Given data section start

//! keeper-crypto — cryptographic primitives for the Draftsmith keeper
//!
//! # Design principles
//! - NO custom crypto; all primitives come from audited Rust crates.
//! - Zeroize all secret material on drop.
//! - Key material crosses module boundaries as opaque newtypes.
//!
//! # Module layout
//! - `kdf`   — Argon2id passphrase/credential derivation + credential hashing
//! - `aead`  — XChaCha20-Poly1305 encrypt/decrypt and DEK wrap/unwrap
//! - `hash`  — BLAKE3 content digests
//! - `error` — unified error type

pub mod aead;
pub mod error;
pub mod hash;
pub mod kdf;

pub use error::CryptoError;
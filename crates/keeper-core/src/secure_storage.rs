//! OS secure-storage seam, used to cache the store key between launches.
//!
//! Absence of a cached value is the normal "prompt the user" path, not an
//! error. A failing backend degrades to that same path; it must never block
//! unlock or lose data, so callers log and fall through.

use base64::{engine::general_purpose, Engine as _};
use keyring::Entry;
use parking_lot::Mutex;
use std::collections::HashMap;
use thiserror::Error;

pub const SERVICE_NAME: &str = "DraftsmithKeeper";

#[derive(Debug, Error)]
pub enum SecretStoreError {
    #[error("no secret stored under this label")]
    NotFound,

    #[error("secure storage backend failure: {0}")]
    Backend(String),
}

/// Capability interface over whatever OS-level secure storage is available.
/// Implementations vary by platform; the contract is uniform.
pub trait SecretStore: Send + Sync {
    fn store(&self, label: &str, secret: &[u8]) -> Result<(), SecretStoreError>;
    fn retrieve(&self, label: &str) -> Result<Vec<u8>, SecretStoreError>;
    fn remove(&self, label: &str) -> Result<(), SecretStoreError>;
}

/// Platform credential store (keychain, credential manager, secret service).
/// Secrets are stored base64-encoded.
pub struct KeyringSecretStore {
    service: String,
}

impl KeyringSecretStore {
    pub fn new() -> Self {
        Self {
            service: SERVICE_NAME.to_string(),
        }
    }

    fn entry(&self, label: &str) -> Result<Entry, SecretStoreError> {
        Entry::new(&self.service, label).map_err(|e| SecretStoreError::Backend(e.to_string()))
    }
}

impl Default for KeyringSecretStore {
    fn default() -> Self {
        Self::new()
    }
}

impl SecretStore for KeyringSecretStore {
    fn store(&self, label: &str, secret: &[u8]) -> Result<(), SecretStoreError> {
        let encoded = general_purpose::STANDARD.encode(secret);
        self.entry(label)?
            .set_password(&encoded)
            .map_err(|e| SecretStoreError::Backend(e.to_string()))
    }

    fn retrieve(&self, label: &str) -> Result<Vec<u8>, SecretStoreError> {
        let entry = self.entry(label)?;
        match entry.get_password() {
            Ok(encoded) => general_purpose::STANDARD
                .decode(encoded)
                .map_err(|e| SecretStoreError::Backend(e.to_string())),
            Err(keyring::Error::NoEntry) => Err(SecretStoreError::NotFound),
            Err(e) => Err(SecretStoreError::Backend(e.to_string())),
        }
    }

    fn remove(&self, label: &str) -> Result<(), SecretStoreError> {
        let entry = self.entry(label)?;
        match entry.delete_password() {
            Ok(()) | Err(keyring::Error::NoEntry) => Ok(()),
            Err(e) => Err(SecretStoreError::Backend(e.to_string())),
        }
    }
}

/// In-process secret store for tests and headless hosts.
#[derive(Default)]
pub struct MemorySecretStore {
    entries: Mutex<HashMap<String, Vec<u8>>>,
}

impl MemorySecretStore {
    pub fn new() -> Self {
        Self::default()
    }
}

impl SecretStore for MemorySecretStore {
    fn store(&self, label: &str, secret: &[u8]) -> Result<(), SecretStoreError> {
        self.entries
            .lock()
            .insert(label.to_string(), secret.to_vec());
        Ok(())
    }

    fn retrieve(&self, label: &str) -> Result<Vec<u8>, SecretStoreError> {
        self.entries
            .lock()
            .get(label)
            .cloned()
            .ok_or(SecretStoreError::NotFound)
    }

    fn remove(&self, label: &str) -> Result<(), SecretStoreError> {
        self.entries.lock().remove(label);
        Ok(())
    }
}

Given data section end
Given data section start

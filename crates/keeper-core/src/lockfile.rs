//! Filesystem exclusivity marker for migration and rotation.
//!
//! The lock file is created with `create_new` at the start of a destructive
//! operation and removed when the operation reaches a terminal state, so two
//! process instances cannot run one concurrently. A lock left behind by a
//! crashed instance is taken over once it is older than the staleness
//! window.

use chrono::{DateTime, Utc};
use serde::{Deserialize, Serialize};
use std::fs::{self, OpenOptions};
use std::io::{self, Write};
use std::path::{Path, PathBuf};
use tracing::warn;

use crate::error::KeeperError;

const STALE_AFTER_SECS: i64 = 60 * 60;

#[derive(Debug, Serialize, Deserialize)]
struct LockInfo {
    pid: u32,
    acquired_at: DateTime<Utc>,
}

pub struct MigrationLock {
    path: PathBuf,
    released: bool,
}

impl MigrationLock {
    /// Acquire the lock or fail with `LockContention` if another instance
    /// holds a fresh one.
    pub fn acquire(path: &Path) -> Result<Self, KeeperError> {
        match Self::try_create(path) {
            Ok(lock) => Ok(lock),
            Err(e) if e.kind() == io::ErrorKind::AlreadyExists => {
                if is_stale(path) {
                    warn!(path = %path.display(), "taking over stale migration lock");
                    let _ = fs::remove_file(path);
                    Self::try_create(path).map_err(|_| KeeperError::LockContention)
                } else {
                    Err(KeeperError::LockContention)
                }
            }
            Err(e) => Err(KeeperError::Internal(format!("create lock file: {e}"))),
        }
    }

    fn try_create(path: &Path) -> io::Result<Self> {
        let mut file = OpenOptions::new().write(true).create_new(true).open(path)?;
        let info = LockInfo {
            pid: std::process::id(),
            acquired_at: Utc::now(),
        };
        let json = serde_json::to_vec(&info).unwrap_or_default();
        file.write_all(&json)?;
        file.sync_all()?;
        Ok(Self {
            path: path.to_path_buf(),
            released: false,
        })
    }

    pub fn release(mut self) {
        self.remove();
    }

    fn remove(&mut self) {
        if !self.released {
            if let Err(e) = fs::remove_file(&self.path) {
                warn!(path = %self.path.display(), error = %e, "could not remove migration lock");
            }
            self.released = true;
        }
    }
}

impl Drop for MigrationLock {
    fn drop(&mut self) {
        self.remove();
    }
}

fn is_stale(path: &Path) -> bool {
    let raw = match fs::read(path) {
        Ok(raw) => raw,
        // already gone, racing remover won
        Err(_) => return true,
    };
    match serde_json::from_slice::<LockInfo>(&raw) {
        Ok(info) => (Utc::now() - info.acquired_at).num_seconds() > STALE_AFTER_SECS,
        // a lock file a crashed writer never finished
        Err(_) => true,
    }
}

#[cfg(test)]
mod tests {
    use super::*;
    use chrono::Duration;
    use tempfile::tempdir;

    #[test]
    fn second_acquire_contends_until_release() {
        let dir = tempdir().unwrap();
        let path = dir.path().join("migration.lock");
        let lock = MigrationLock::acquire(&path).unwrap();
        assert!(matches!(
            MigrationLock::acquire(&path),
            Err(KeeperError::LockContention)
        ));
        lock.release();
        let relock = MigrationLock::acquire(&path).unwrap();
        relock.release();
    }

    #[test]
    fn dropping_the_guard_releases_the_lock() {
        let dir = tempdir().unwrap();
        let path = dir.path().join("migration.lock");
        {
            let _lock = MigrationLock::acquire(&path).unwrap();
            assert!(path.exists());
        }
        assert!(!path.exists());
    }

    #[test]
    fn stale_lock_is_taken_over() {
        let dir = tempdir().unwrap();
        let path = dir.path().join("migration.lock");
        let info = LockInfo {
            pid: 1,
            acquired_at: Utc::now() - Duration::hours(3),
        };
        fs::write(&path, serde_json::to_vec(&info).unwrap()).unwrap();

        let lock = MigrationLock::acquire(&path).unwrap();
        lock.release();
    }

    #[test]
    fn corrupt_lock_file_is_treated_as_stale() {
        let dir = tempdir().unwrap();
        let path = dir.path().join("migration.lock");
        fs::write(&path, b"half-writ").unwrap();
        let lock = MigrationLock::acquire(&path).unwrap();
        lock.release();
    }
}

Given data section end

◆ **Task statement**
Reproduce verbatim the lines above, from the line with "the Draftsmith keeper" through the line with "derivation + credential hashing".

◆ **Worked solution**
//! keeper-crypto — cryptographic primitives for the Draftsmith keeper
//!
//! # Design principles
//! - NO custom crypto; all primitives come from audited Rust crates.
//! - Zeroize all secret material on drop.
//! - Key material crosses module boundaries as opaque newtypes.
//!
//! # Module layout
//! - `kdf`   — Argon2id passphrase/credential derivation + credential hashing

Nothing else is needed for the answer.